Hexagonal Architecture

Vlad Mettler   2014/06/29   Comments Off on Hexagonal Architecture

Intro

Designing a new system from scratch allows for some creative thinking and a discovery process. Opening a mind to some ideas considered to be quite extreme or outlandish may lead to interesting insights which may fundamentally change the thinking.
By a combination of a difficult problem, a stimulating company and some google-fu, the following thinking happened early in 2014 to Vlad Mettler, James Gardner and a few other good people.

The Problems

Classic Multi-Tier

We have used this approach for years. We have learned for it to be The True Way of organizing the software. In general, the approach consists of dividing the system into a number of layers roughly forming the following stack:

PRESENTATION
PROCESSING
STORAGE

It certainly is an improvement over lack of architecture or a monolith approach. Some level of separation of concerns is achieved. It becomes easier to organize work around specialized areas. Multiple teams can cooperate on the same project without stepping on each others toes. This does not come free though, as some thinking has to be put into the glue combining the different layers.
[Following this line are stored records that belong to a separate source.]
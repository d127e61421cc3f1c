use actix_web::{web, HttpResponse, Responder};
use serde_json::json;

use crate::algorithm::{get_custom_timetable, TimetableReport};
use crate::api_json::{parse_course_record, ReportResponse};
use crate::models::CourseRecord;
use crate::server::{source_error_response, AppState};

fn course_from_body(body: serde_json::Value) -> Result<CourseRecord, HttpResponse> {
    let json_str = serde_json::to_string(&body)
        .map_err(|e| HttpResponse::BadRequest().json(json!({"error": format!("invalid JSON body: {}", e)})))?;
    parse_course_record(&json_str).map_err(|e| HttpResponse::BadRequest().json(json!({"error": e})))
}

/// GET /sessions/{id}/courses
pub async fn session_list_handler(state: web::Data<AppState>, path: web::Path<String>) -> impl Responder {
    let id = path.into_inner();
    let body = state.sessions.with_session(&id, |sel| {
        json!({
            "session": id,
            "courses": sel.list(),
            "summary": sel.summary(),
            "filters": sel.filters(),
            "last_results": sel.last_results().len()
        })
    });
    HttpResponse::Ok().json(body)
}

/// POST /sessions/{id}/courses con un curso del catálogo.
pub async fn session_add_handler(
    state: web::Data<AppState>,
    path: web::Path<String>,
    body: web::Json<serde_json::Value>,
) -> impl Responder {
    let course = match course_from_body(body.into_inner()) {
        Ok(c) => c,
        Err(resp) => return resp,
    };
    let id = path.into_inner();
    let (added, total) = state.sessions.with_session(&id, |sel| {
        let added = sel.add(course);
        (added, sel.list().len())
    });
    HttpResponse::Ok().json(json!({"added": added, "total": total}))
}

/// DELETE /sessions/{id}/courses
pub async fn session_remove_handler(
    state: web::Data<AppState>,
    path: web::Path<String>,
    body: web::Json<serde_json::Value>,
) -> impl Responder {
    let course = match course_from_body(body.into_inner()) {
        Ok(c) => c,
        Err(resp) => return resp,
    };
    let id = path.into_inner();
    let (removed, total) = state.sessions.with_session(&id, |sel| {
        let removed = sel.remove(&course);
        (removed, sel.list().len())
    });
    HttpResponse::Ok().json(json!({"removed": removed, "total": total}))
}

/// POST /sessions/{id}/clear
pub async fn session_clear_handler(state: web::Data<AppState>, path: web::Path<String>) -> impl Responder {
    state.sessions.with_session(&path.into_inner(), |sel| sel.clear());
    HttpResponse::Ok().json(json!({"cleared": true, "total": 0}))
}

/// GET /sessions/{id}/timetable
/// Horario de los cursos elegidos en la sesión. Sin cursos no se lee la hoja.
pub async fn session_timetable_handler(state: web::Data<AppState>, path: web::Path<String>) -> impl Responder {
    let selected = state.sessions.with_session(&path.into_inner(), |sel| sel.list().to_vec());
    if selected.is_empty() {
        return HttpResponse::Ok().json(ReportResponse::from(&TimetableReport::NoCoursesSelected));
    }
    let book = match state.spreadsheet() {
        Ok(b) => b,
        Err(e) => return source_error_response(&e),
    };
    let report = get_custom_timetable(&book, &selected);
    HttpResponse::Ok().json(ReportResponse::from(&report))
}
Tight coupling and MVC implementations

Many frameworks have been built based on the Model-View-Controller model; most of these frameworks claim or at some point in time claimed to be loosely coupled. On closer inspection it turns out though that in most cases the three layers are strongly coupled, leak into each other and have a disappointingly low cohesion.
A good example is Django, which allows leaking of the business logic into its templates/views, models and even the controller gluing the model and view. The model defines the entities and contains most of the actual logic for them. A change to the model requires a chain of changes to the views and other models.[5]
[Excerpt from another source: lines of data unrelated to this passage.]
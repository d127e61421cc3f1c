// Estructuras de datos principales

use chrono::{NaiveTime, Weekday};
use serde::{Deserialize, Serialize};
use std::collections::HashMap;
use std::fmt;
use std::hash::{Hash, Hasher};

/// Hojas que se consideran parte del horario, en el orden en que se muestran.
pub const WEEKDAY_SHEETS: [(&str, Weekday); 5] = [
    ("Monday", Weekday::Mon),
    ("Tuesday", Weekday::Tue),
    ("Wednesday", Weekday::Wed),
    ("Thursday", Weekday::Thu),
    ("Friday", Weekday::Fri),
];

/// Devuelve el día asociado a un título de hoja, o `None` si la hoja no es de horario.
pub fn weekday_from_title(title: &str) -> Option<Weekday> {
    WEEKDAY_SHEETS
        .iter()
        .find(|(name, _)| *name == title)
        .map(|(_, day)| *day)
}

/// Nombre de hoja (en inglés) para un día de la semana.
pub fn weekday_name(day: Weekday) -> &'static str {
    match day {
        Weekday::Mon => "Monday",
        Weekday::Tue => "Tuesday",
        Weekday::Wed => "Wednesday",
        Weekday::Thu => "Thursday",
        Weekday::Fri => "Friday",
        Weekday::Sat => "Saturday",
        Weekday::Sun => "Sunday",
    }
}

/// Color de fondo efectivo de una celda, cada canal normalizado a 0..1.
#[derive(Debug, Clone, Copy, Default, PartialEq, Serialize, Deserialize)]
pub struct CellColor {
    #[serde(default)]
    pub red: f64,
    #[serde(default)]
    pub green: f64,
    #[serde(default)]
    pub blue: f64,
}

impl CellColor {
    pub fn new(red: f64, green: f64, blue: f64) -> Self {
        CellColor { red, green, blue }
    }

    /// Huella canónica: los tres canales con 2 decimales, concatenados.
    /// Es un hash con pérdida; dos lotes con colores casi iguales colisionan.
    pub fn fingerprint(&self) -> ColorFingerprint {
        ColorFingerprint(format!("{:.2}{:.2}{:.2}", self.red, self.green, self.blue))
    }
}

#[derive(Debug, Clone, PartialEq, Eq, Hash, PartialOrd, Ord, Serialize, Deserialize)]
#[serde(transparent)]
pub struct ColorFingerprint(pub String);

impl ColorFingerprint {
    pub fn as_str(&self) -> &str {
        &self.0
    }
}

impl fmt::Display for ColorFingerprint {
    fn fmt(&self, f: &mut fmt::Formatter<'_>) -> fmt::Result {
        f.write_str(&self.0)
    }
}

#[derive(Debug, Clone, Default, PartialEq)]
pub struct Cell {
    pub text: String,
    /// `None` cuando la celda no trae formato efectivo.
    pub background: Option<CellColor>,
}

impl Cell {
    pub fn new(text: impl Into<String>, background: Option<CellColor>) -> Self {
        Cell { text: text.into(), background }
    }

    pub fn plain(text: impl Into<String>) -> Self {
        Cell { text: text.into(), background: None }
    }

    pub fn colored(text: impl Into<String>, color: CellColor) -> Self {
        Cell { text: text.into(), background: Some(color) }
    }

    /// Huella de color de una celda con formato; las celdas sin formato no tienen huella.
    pub fn fingerprint(&self) -> Option<ColorFingerprint> {
        self.background.as_ref().map(CellColor::fingerprint)
    }
}

/// Rango combinado, con filas/columnas finales exclusivas (igual que la API de Sheets).
#[derive(Debug, Clone, Copy, PartialEq, Eq, Serialize, Deserialize)]
pub struct MergeRange {
    pub start_row: usize,
    pub end_row: usize,
    pub start_col: usize,
    pub end_col: usize,
}

impl MergeRange {
    pub fn contains(&self, row: usize, col: usize) -> bool {
        row >= self.start_row && row < self.end_row && col >= self.start_col && col < self.end_col
    }
}

#[derive(Debug, Clone, Default)]
pub struct Sheet {
    pub title: String,
    pub rows: Vec<Vec<Cell>>,
    pub merges: Vec<MergeRange>,
}

impl Sheet {
    pub fn new(title: impl Into<String>, rows: Vec<Vec<Cell>>) -> Self {
        Sheet { title: title.into(), rows, merges: Vec::new() }
    }

    pub fn with_merges(mut self, merges: Vec<MergeRange>) -> Self {
        self.merges = merges;
        self
    }

    pub fn cell(&self, row: usize, col: usize) -> Option<&Cell> {
        self.rows.get(row).and_then(|r| r.get(col))
    }

    /// Texto de la celda recortado; cadena vacía si no existe.
    pub fn text(&self, row: usize, col: usize) -> &str {
        self.cell(row, col).map(|c| c.text.trim()).unwrap_or("")
    }

    /// Texto visible en (row, col) teniendo en cuenta rangos combinados: si la
    /// celda está vacía y pertenece a un merge, devuelve el texto del ancla.
    pub fn display_text(&self, row: usize, col: usize) -> &str {
        let own = self.text(row, col);
        if !own.is_empty() {
            return own;
        }
        match self.merges.iter().find(|m| m.contains(row, col)) {
            Some(m) => self.text(m.start_row, m.start_col),
            None => own,
        }
    }
}

#[derive(Debug, Clone, Default)]
pub struct Spreadsheet {
    pub sheets: Vec<Sheet>,
}

impl Spreadsheet {
    pub fn new(sheets: Vec<Sheet>) -> Self {
        Spreadsheet { sheets }
    }

    /// Hojas de lunes a viernes, en el orden en que aparecen en el libro.
    /// El resto de hojas se ignora por completo.
    pub fn weekday_sheets(&self) -> impl Iterator<Item = (Weekday, &Sheet)> {
        self.sheets
            .iter()
            .filter_map(|s| weekday_from_title(&s.title).map(|d| (d, s)))
    }
}

/// Mapa huella de color -> etiqueta de lote ("BS CS (2024)").
///
/// Conserva el orden de primera aparición para listar los lotes como aparecen
/// en la hoja. Una huella repetida con otra etiqueta sobrescribe la anterior.
#[derive(Debug, Clone, Default)]
pub struct BatchColorMap {
    labels: HashMap<ColorFingerprint, String>,
    order: Vec<ColorFingerprint>,
}

impl BatchColorMap {
    pub fn new() -> Self {
        Self::default()
    }

    /// Inserta (última escritura gana). Devuelve la etiqueta previa si era distinta.
    pub fn insert(&mut self, fingerprint: ColorFingerprint, label: String) -> Option<String> {
        match self.labels.insert(fingerprint.clone(), label.clone()) {
            Some(prev) if prev != label => Some(prev),
            Some(_) => None,
            None => {
                self.order.push(fingerprint);
                None
            }
        }
    }

    pub fn get(&self, fingerprint: &ColorFingerprint) -> Option<&str> {
        self.labels.get(fingerprint).map(String::as_str)
    }

    pub fn contains(&self, fingerprint: &ColorFingerprint) -> bool {
        self.labels.contains_key(fingerprint)
    }

    /// Huellas (en orden de aparición) cuya etiqueta es exactamente `label`.
    pub fn fingerprints_for(&self, label: &str) -> Vec<&ColorFingerprint> {
        self.iter().filter(|(_, l)| *l == label).map(|(fp, _)| fp).collect()
    }

    /// Etiquetas de lote sin repetir, en orden de aparición.
    pub fn labels(&self) -> Vec<String> {
        let mut out: Vec<String> = Vec::new();
        for fp in &self.order {
            if let Some(label) = self.labels.get(fp) {
                if !out.contains(label) {
                    out.push(label.clone());
                }
            }
        }
        out
    }

    pub fn iter(&self) -> impl Iterator<Item = (&ColorFingerprint, &str)> {
        self.order
            .iter()
            .filter_map(|fp| self.labels.get(fp).map(|l| (fp, l.as_str())))
    }

    pub fn len(&self) -> usize {
        self.labels.len()
    }

    pub fn is_empty(&self) -> bool {
        self.labels.is_empty()
    }
}

/// Curso extraído del catálogo. La identidad es (name, department, section, batch):
/// `day`, `full_entry` y `color_code` no participan en igualdad ni hash.
#[derive(Debug, Clone, Serialize, Deserialize)]
pub struct CourseRecord {
    pub name: String,
    #[serde(default)]
    pub department: String,
    #[serde(default)]
    pub section: String,
    pub batch: String,
    #[serde(default)]
    pub full_entry: String,
    #[serde(default)]
    pub day: String,
    #[serde(default)]
    pub color_code: String,
}

impl CourseRecord {
    pub fn key(&self) -> (&str, &str, &str, &str) {
        (&self.name, &self.department, &self.section, &self.batch)
    }
}

impl PartialEq for CourseRecord {
    fn eq(&self, other: &Self) -> bool {
        self.key() == other.key()
    }
}

impl Eq for CourseRecord {}

impl Hash for CourseRecord {
    fn hash<H: Hasher>(&self, state: &mut H) {
        self.key().hash(state);
    }
}

#[derive(Debug, Clone, Copy, PartialEq, Eq, Hash, Serialize, Deserialize)]
pub enum SessionType {
    Class,
    Lab,
}

impl SessionType {
    pub fn as_str(&self) -> &'static str {
        match self {
            SessionType::Class => "Class",
            SessionType::Lab => "Lab",
        }
    }
}

impl fmt::Display for SessionType {
    fn fmt(&self, f: &mut fmt::Formatter<'_>) -> fmt::Result {
        f.write_str(self.as_str())
    }
}

/// Fila de horario producida por una consulta. No se persiste.
#[derive(Debug, Clone, Serialize)]
pub struct TimetableEntry {
    pub day: Weekday,
    pub time_slot: String,
    pub room: String,
    pub kind: SessionType,
    pub course: String,
    /// Posición de la columna entre las columnas con hora de la hoja.
    pub column_rank: usize,
    pub start: Option<NaiveTime>,
    /// Sólo en horarios personalizados.
    pub section: String,
    pub batch: String,
}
Lack of business logic separation

Very often it is difficult to separate the part of a program that defines ‘what is done’ from the part responsible for ‘how a thing is done’. Each program is written in order to fulfill more or less precise requirements. This is the reason-to-exist for software; its nature; its core. Without this part of the code, the application looses usability. Logic of a program is what holds the rules, entities and workflows important for the execution of requirements.
On the other hand we have all the code which is fulfilling the helper role. Database storage, network access, user interface, etc.
Most of frameworks mix the logic and non-logic code together. We end up loosing the clear picture of what our software is doing. We loose the clear modularization and start asking questions about ‘what to test’ and ‘what does this code do’.

Testing

Proper testing procedures require clearly defined requirements and strong understanding of how parts of the tested system work together. Very often testing is treated as an after-thought. Contemporary development methodologies are being interpreted from a point of view of ‘delivery at all cost’. This leads to unreliable software, delivered often on time, but requiring lengthy bug-fixing and change request processes. This, coupled with omitting the customers presence and input, will kill any project by a slow death.

Lack of clear boundaries

It is notoriously difficult for new programming adepts to identify the boundaries they should be using when testing projects and components. Fundamentally misunderstood notion of a ‘Unit’ as a ‘Class’ or ‘Function’ leads to admirable but futile exercise which results in testing the implementation instead of intention. Usefulness of tests is sacrificed on an altar of God of Coverage for the sake of metrics presented by the mid-management to the upper echelon of the company. Good intentions lead to a nightmare of an ossified codebase, invulnerable to any refactoring or feature change or extension.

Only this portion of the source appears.